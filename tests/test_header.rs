//! Header catalogs: ranges, field definitions, and kind inference.

use liftlex::{FieldKind, FieldTarget, FieldType, load_bytes, save_bytes};

const HEADER_DOC: &str = r#"<?xml version="1.0" encoding="UTF-8"?>
<lift version="0.13" producer="liftlex tests">
  <header>
    <description>
      <form lang="en"><text>Catalog test</text></form>
    </description>
    <ranges>
      <range id="semantic-domain-ddp4" href="file://sena.lift-ranges" guid="7bb51a4e-9d14-4a14-a9cd-b1a225ce0e0a">
        <label><form lang="en"><text>Semantic domains</text></form></label>
      </range>
      <range id="morph-type">
        <range-element id="stem">
          <label><form lang="en"><text>stem</text></form></label>
          <abbrev><form lang="en"><text>st</text></form></abbrev>
          <trait name="leading-symbol" value=""/>
        </range-element>
        <range-element id="prefix" parent="stem">
          <label><form lang="en"><text>prefix</text></form></label>
        </range-element>
      </range>
    </ranges>
    <fields>
      <field-definition name="from-part-of-speech" type="option-collection" option-range="morph-type"/>
      <field-definition name="literal-meaning" type="multitext" class="entry sense"/>
      <field-definition name="morph-type"/>
      <field-definition name="summary"/>
      <field-definition name="orphan"/>
    </fields>
  </header>
  <entry id="e1">
    <trait name="morph-type" value="stem"/>
    <field name="summary"><form lang="en"><text>short</text></form></field>
  </entry>
</lift>
"#;

#[test]
fn declared_types_classify_immediately() {
    let dict = load_bytes(HEADER_DOC.as_bytes()).unwrap();
    let defs = &dict.header.field_definitions;
    assert_eq!(defs.len(), 5);

    let collection = dict.header.field_definition("from-part-of-speech").unwrap();
    assert_eq!(collection.value_type, Some(FieldType::OptionCollection));
    assert_eq!(collection.kind, FieldKind::Trait);
    assert_eq!(collection.option_range.as_deref(), Some("morph-type"));

    let multitext = dict.header.field_definition("literal-meaning").unwrap();
    assert_eq!(multitext.value_type, Some(FieldType::Multitext));
    assert_eq!(multitext.kind, FieldKind::Field);
    assert_eq!(
        multitext.applies_to,
        vec![FieldTarget::Entry, FieldTarget::Sense]
    );
}

#[test]
fn undeclared_types_resolve_from_document_usage() {
    let dict = load_bytes(HEADER_DOC.as_bytes()).unwrap();

    // "morph-type" is used as a trait in the document body.
    let as_trait = dict.header.field_definition("morph-type").unwrap();
    assert_eq!(as_trait.value_type, None);
    assert_eq!(as_trait.kind, FieldKind::Trait);

    // "summary" is used as a field.
    let as_field = dict.header.field_definition("summary").unwrap();
    assert_eq!(as_field.kind, FieldKind::Field);

    // "orphan" matches nothing and stays unknown.
    let orphan = dict.header.field_definition("orphan").unwrap();
    assert_eq!(orphan.kind, FieldKind::Unknown);
}

#[test]
fn ranges_round_trip() {
    let first = load_bytes(HEADER_DOC.as_bytes()).unwrap();
    let second = load_bytes(&save_bytes(&first).unwrap()).unwrap();

    let range = second.range("morph-type").unwrap();
    assert_eq!(range.elements.len(), 2);
    assert_eq!(range.elements[0].id, "stem");
    assert_eq!(range.elements[0].label.text("en").as_deref(), Some("stem"));
    assert_eq!(
        range.elements[0].abbreviation.text("en").as_deref(),
        Some("st")
    );
    assert_eq!(range.elements[1].parent.as_deref(), Some("stem"));

    let external = second.range("semantic-domain-ddp4").unwrap();
    assert_eq!(external.href.as_deref(), Some("file://sena.lift-ranges"));
    assert!(external.guid.is_some());

    assert_eq!(first, second);
}

#[test]
fn duplicate_range_id_fails() {
    let doc = r#"<?xml version="1.0"?>
<lift version="0.13">
  <header>
    <ranges><range id="r1"/><range id="r1"/></ranges>
  </header>
</lift>"#;
    let err = load_bytes(doc.as_bytes()).unwrap_err();
    assert!(err.to_string().contains("Duplicate"));
}

#[test]
fn dangling_option_range_is_tolerated() {
    let doc = r#"<?xml version="1.0"?>
<lift version="0.13">
  <header>
    <fields>
      <field-definition name="status" type="option" option-range="not-declared-here"/>
    </fields>
  </header>
</lift>"#;
    // Range catalogs often live in external files; a dangling link keeps
    // the id and loads fine.
    let dict = load_bytes(doc.as_bytes()).unwrap();
    let def = dict.header.field_definition("status").unwrap();
    assert_eq!(def.option_range.as_deref(), Some("not-declared-here"));
    assert_eq!(def.kind, FieldKind::Trait);
}

#[test]
fn legacy_header_field_spelling_is_accepted() {
    // Older producers declared definitions as <field tag="..."> inside the
    // header's fields block.
    let doc = r#"<?xml version="1.0"?>
<lift version="0.13">
  <header>
    <fields>
      <field tag="cv-pattern"/>
    </fields>
  </header>
</lift>"#;
    let dict = load_bytes(doc.as_bytes()).unwrap();
    assert!(dict.header.field_definition("cv-pattern").is_some());
}
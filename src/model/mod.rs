//! The domain entity graph: a tree of mutually-referencing typed nodes
//! built on a small set of shared capability traits.
//!
//! Ownership is strictly tree-shaped. Entry, Sense, and Range
//! cross-reference each other by id string, never by pointer, so the graph
//! has no reference cycles; "find my parent" queries go through the
//! [`Dictionary`] lookups instead of back-pointers.

mod dictionary;
mod entry;
mod extensible;
mod header;
mod sense;

pub use dictionary::Dictionary;
pub use entry::{Entry, Etymology, Media, Pronunciation, Relation, Variant};
pub use extensible::{
    Annotation, Dated, Described, Field, HasAnnotations, HasFields, HasNotes, HasPronunciations,
    HasRelations, HasTraits, Identified, Note, Trait,
};
pub use header::{
    FieldDefinition, FieldKind, FieldTarget, FieldType, Header, Range, RangeElement,
};
pub use sense::{Example, GrammaticalInfo, Illustration, Reversal, Sense};
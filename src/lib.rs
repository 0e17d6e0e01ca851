//! # liftlex
//!
//! Core library for LIFT lexicon parsing, typed dictionary model, and
//! serialization.
//!
//! ## Module Structure (dependency order)
//!
//! ```text
//! format    → load/save entry points, format handler trait
//!   ↓
//! writer    → fixed-order serialization back to LIFT markup
//!   ↓
//! parser    → streaming event state machine over two stacks
//!   ↓
//! builder   → entity factory, invariants, finalize pass
//!   ↓
//! model     → the typed entity graph (Dictionary, Entry, Sense, ...)
//!   ↓
//! text      → MultiText / Form / span-tree subsystem
//! ```
//!
//! ## Usage
//!
//! ```ignore
//! let dict = liftlex::load("lexicon.lift")?;
//! println!("{} entries", dict.entry_count());
//! liftlex::save(&dict, "lexicon.out.lift")?;
//! ```

// ============================================================================
// MODULES (dependency order: text → model → builder → parser → writer → format)
// ============================================================================

/// Error types shared across the crate
pub mod error;

/// Multilingual text: span trees, forms, multitexts
pub mod text;

/// The typed entity graph
pub mod model;

/// Entity factory, uniqueness invariants, finalize pass
pub mod builder;

/// Streaming event parser
pub mod parser;

/// Serialization back to LIFT markup
pub mod writer;

/// Format handler and load/save entry points
pub mod format;

// Re-export the public surface
pub use builder::Builder;
pub use error::LiftError;
pub use format::{DocumentFormat, Lift, detect_format, load, load_bytes, save, save_bytes};
pub use model::{
    Annotation, Dictionary, Entry, Etymology, Example, Field, FieldDefinition, FieldKind,
    FieldTarget, FieldType, GrammaticalInfo, Header, Illustration, Media, Note, Pronunciation,
    Range, RangeElement, Relation, Reversal, Sense, Trait, Variant,
};
pub use parser::LiftParser;
pub use text::{Form, MultiText, Span, SpanContent};
pub use writer::LiftWriter;
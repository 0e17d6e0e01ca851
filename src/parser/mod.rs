//! Streaming LIFT parser: a single forward pass over XML events.
//!
//! [`LiftParser`] owns the quick-xml event loop and converts each borrowed
//! event into an owned [`event::XmlEvent`] before handing it to
//! [`state::ParseState`]. All grammar knowledge lives in the state machine;
//! this module only does transport and error positioning.

use quick_xml::Reader;
use quick_xml::events::{BytesStart, Event};
use smol_str::SmolStr;
use tracing::debug;

use crate::error::LiftError;
use crate::model::Dictionary;

pub mod event;
pub mod state;

pub use event::{Attrs, XmlEvent};
pub use state::ParseState;

/// LIFT document reader.
pub struct LiftParser;

impl LiftParser {
    /// Parse a complete document from bytes.
    ///
    /// The input is consumed in full before the dictionary is returned; on
    /// any error the whole load fails and no partial dictionary escapes.
    pub fn parse(input: &[u8]) -> Result<Dictionary, LiftError> {
        let mut reader = Reader::from_reader(input);
        // Text is NOT trimmed here: whitespace inside a <text> body is
        // significant (mixed span content); the state machine drops
        // inter-element whitespace itself.
        let mut state = ParseState::new();
        let mut buf = Vec::new();

        loop {
            match reader.read_event_into(&mut buf) {
                Ok(Event::Start(ref e)) => {
                    state.on_event(start_event(e)?)?;
                }
                Ok(Event::Empty(ref e)) => {
                    // Self-closing element: handle as start + end.
                    let XmlEvent::Start { tag, attrs } = start_event(e)? else {
                        return Err(LiftError::xml("empty element did not decode"));
                    };
                    let end = XmlEvent::End { tag: tag.clone() };
                    state.on_event(XmlEvent::Start { tag, attrs })?;
                    state.on_event(end)?;
                }
                Ok(Event::Text(ref t)) => {
                    let text = t
                        .decode()
                        .map_err(|e| LiftError::xml(format!("Text decode error: {e}")))?;
                    state.on_event(XmlEvent::Text(text.into_owned()))?;
                }
                Ok(Event::CData(ref c)) => {
                    let text = String::from_utf8(c.to_vec())
                        .map_err(|e| LiftError::xml(format!("Invalid UTF-8 in CDATA: {e}")))?;
                    state.on_event(XmlEvent::Text(text))?;
                }
                // Text events are split around general references; resolve
                // the predefined and numeric ones back into character data.
                Ok(Event::GeneralRef(ref r)) => {
                    state.on_event(XmlEvent::Text(resolve_reference(r.as_ref())?))?;
                }
                Ok(Event::End(ref e)) => {
                    let tag = tag_name(e.name().as_ref())?;
                    state.on_event(XmlEvent::End { tag })?;
                }
                Ok(Event::Eof) => break,
                Ok(_) => {} // declaration, comments, processing instructions
                Err(e) => {
                    return Err(LiftError::xml(format!(
                        "XML parse error at position {}: {e}",
                        reader.error_position()
                    )));
                }
            }
            buf.clear();
        }

        let dict = state.finish()?;
        debug!(
            bytes = input.len(),
            entries = dict.entry_count(),
            "parsed LIFT document"
        );
        Ok(dict)
    }
}

/// Resolve a general reference body (the part between `&` and `;`).
fn resolve_reference(raw: &[u8]) -> Result<String, LiftError> {
    let name = std::str::from_utf8(raw)
        .map_err(|e| LiftError::xml(format!("Invalid entity reference: {e}")))?;
    let resolved = match name {
        "amp" => '&',
        "lt" => '<',
        "gt" => '>',
        "quot" => '"',
        "apos" => '\'',
        _ => {
            let code = if let Some(hex) = name.strip_prefix("#x").or_else(|| name.strip_prefix("#X"))
            {
                u32::from_str_radix(hex, 16).ok()
            } else if let Some(dec) = name.strip_prefix('#') {
                dec.parse().ok()
            } else {
                None
            };
            code.and_then(char::from_u32)
                .ok_or_else(|| LiftError::xml(format!("unresolved entity reference '&{name};'")))?
        }
    };
    Ok(resolved.to_string())
}

fn tag_name(raw: &[u8]) -> Result<SmolStr, LiftError> {
    std::str::from_utf8(raw)
        .map(SmolStr::new)
        .map_err(|e| LiftError::xml(format!("Invalid tag name: {e}")))
}

fn start_event(e: &BytesStart<'_>) -> Result<XmlEvent, LiftError> {
    let tag = tag_name(e.name().as_ref())?;
    let mut attrs = Vec::new();
    for attr_result in e.attributes() {
        let attr = attr_result.map_err(|e| LiftError::xml(format!("Attribute error: {e}")))?;
        let key = std::str::from_utf8(attr.key.as_ref())
            .map_err(|e| LiftError::xml(format!("Attribute key error: {e}")))?;
        let value = attr
            .unescape_value()
            .map_err(|e| LiftError::xml(format!("Attribute value error: {e}")))?
            .to_string();
        attrs.push((SmolStr::new(key), value));
    }
    Ok(XmlEvent::Start {
        tag,
        attrs: Attrs::new(attrs),
    })
}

Task goal —
Across the data, count every line where the string "input" turns up, then write only that count.

Task answer —
4